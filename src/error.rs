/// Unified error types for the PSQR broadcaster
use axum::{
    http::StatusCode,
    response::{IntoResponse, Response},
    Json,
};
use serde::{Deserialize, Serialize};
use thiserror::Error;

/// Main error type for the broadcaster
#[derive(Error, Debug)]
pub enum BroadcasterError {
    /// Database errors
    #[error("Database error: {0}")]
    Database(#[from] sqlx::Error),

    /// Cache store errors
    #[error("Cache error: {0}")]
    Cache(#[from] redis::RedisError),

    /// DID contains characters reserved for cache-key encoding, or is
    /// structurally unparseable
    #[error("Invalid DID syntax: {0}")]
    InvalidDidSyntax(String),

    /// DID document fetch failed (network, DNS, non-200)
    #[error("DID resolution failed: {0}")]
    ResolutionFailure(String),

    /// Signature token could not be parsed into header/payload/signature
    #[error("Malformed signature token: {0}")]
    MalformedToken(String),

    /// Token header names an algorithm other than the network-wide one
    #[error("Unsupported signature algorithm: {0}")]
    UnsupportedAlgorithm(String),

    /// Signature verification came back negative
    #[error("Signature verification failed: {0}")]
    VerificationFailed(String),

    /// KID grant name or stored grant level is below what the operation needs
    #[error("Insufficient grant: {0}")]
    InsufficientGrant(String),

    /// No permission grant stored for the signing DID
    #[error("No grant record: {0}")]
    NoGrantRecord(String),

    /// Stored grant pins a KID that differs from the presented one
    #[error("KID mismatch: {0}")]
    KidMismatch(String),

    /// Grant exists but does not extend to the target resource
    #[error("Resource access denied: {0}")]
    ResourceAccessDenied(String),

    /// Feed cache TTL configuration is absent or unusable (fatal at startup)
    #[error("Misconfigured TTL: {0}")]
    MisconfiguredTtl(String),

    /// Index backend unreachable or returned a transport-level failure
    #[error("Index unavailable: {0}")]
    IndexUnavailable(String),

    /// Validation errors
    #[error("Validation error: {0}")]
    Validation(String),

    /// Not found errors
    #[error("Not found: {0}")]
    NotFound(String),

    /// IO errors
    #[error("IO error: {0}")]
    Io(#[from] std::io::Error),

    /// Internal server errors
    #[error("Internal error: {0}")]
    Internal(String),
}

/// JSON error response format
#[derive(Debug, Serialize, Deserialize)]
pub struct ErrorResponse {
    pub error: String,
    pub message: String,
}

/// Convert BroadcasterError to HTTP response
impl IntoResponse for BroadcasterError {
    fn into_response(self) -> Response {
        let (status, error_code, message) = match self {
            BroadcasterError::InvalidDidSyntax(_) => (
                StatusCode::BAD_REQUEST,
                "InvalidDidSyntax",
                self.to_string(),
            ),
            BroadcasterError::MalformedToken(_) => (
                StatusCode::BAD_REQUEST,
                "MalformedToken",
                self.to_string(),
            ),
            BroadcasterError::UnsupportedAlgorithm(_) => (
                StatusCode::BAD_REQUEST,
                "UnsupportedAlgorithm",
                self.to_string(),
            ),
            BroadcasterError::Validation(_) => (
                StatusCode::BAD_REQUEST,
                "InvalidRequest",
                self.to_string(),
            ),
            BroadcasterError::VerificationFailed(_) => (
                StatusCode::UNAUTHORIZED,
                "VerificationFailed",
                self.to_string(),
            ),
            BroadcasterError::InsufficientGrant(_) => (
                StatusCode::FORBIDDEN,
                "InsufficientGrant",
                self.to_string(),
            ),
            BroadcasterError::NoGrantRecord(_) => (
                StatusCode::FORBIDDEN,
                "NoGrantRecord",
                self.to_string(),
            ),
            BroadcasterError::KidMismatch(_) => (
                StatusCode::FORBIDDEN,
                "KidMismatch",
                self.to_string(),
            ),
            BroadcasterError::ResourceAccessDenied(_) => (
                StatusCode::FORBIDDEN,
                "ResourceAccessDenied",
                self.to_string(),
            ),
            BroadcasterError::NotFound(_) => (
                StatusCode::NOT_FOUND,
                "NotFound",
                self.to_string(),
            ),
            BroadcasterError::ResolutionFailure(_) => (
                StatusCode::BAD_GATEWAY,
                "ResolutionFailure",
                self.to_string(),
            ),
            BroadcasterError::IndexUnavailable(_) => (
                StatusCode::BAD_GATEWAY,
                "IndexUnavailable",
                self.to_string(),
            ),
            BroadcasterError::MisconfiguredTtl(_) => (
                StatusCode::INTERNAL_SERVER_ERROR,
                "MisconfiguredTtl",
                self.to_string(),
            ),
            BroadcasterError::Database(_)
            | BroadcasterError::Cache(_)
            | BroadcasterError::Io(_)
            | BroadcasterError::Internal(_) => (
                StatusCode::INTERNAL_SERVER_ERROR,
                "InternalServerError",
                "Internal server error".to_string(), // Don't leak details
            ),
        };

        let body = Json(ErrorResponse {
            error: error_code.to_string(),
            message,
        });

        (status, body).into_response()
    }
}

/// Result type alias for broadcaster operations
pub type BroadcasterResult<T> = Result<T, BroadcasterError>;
++++
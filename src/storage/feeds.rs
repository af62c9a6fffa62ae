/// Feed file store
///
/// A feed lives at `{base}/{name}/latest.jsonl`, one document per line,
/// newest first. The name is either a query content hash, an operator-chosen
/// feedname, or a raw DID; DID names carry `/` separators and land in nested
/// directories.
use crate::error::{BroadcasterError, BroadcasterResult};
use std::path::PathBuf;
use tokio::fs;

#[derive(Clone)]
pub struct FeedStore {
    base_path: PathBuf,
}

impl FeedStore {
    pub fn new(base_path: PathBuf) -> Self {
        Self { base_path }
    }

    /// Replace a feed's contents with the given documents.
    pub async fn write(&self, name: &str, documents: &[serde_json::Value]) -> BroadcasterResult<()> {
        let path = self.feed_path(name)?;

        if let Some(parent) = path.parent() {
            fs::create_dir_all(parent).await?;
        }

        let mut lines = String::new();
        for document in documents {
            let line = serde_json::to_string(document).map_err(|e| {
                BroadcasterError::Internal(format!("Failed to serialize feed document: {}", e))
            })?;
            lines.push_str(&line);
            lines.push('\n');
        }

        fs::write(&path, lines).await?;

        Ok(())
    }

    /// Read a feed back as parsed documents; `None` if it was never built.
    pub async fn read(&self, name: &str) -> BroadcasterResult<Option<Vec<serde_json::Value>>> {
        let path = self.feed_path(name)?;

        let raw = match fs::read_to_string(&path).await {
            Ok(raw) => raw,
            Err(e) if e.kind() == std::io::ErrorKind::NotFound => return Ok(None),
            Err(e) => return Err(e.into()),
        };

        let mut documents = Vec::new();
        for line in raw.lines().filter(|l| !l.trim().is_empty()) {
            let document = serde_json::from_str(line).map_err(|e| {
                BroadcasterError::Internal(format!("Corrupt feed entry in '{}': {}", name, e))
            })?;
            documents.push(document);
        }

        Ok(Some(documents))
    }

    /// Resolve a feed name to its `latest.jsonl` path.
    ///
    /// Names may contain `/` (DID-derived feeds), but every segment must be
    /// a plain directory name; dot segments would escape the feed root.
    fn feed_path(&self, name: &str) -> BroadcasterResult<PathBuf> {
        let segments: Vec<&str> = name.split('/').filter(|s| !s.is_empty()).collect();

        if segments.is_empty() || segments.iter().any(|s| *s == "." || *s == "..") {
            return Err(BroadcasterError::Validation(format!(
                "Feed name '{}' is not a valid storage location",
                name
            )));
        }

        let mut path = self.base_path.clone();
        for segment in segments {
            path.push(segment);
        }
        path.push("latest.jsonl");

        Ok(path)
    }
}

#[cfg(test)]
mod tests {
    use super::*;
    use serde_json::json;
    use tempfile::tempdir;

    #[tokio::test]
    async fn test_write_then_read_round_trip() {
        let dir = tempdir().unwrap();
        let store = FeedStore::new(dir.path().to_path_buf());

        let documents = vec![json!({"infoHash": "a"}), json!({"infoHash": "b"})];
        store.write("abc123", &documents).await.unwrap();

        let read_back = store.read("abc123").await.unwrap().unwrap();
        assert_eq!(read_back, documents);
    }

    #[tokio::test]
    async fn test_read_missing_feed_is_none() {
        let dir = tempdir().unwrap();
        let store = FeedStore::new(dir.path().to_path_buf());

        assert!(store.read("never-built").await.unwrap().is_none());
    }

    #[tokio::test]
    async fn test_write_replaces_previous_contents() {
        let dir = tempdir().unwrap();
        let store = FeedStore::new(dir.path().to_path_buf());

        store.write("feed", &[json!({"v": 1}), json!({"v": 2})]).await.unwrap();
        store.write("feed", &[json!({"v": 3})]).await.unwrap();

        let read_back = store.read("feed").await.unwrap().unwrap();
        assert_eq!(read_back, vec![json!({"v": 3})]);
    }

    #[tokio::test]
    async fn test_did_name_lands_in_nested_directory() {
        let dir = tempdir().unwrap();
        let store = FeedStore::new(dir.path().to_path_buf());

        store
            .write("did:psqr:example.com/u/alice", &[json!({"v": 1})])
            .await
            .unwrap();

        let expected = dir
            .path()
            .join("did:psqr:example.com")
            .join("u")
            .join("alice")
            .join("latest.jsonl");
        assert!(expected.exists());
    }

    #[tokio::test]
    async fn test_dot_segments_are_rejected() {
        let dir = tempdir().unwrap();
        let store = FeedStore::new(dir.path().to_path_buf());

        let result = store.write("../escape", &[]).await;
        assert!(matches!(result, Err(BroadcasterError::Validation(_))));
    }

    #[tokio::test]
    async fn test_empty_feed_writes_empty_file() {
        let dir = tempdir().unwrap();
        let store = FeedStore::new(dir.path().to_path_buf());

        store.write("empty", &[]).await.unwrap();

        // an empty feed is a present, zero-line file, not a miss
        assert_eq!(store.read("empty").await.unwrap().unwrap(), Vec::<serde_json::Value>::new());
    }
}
++++
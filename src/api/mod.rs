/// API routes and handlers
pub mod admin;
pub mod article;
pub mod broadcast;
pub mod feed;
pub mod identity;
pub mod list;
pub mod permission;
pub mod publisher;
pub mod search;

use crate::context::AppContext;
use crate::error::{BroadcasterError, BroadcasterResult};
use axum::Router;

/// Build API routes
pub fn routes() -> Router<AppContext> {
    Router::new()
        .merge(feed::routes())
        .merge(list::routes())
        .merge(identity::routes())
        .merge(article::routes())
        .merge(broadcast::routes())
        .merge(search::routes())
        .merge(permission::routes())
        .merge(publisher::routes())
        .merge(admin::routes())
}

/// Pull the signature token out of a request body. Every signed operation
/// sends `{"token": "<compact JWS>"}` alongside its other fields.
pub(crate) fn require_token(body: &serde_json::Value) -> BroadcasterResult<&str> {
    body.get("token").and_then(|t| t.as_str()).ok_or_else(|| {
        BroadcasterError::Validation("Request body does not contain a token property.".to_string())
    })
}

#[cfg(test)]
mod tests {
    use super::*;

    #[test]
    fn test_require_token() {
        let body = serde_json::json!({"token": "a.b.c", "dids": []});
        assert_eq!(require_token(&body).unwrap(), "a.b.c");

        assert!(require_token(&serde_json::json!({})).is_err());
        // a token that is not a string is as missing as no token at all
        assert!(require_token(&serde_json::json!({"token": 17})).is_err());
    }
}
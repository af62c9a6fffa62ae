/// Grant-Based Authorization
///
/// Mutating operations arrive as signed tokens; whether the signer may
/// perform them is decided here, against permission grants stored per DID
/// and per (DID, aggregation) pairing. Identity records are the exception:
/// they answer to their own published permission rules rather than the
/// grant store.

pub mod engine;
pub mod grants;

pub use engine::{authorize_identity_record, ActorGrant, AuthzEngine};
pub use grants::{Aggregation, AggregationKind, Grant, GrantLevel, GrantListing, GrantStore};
++++
• WHAT THE TASK ASKS: Give again exactly, and only, the lines above starting at the one with "pub enum BroadcasterError" and ending at the one with "the signing DID".

• RESPONSE TO THIS EXERCISE:
pub enum BroadcasterError {
    /// Database errors
    #[error("Database error: {0}")]
    Database(#[from] sqlx::Error),

    /// Cache store errors
    #[error("Cache error: {0}")]
    Cache(#[from] redis::RedisError),

    /// DID contains characters reserved for cache-key encoding, or is
    /// structurally unparseable
    #[error("Invalid DID syntax: {0}")]
    InvalidDidSyntax(String),

    /// DID document fetch failed (network, DNS, non-200)
    #[error("DID resolution failed: {0}")]
    ResolutionFailure(String),

    /// Signature token could not be parsed into header/payload/signature
    #[error("Malformed signature token: {0}")]
    MalformedToken(String),

    /// Token header names an algorithm other than the network-wide one
    #[error("Unsupported signature algorithm: {0}")]
    UnsupportedAlgorithm(String),

    /// Signature verification came back negative
    #[error("Signature verification failed: {0}")]
    VerificationFailed(String),

    /// KID grant name or stored grant level is below what the operation needs
    #[error("Insufficient grant: {0}")]
    InsufficientGrant(String),

    /// No permission grant stored for the signing DID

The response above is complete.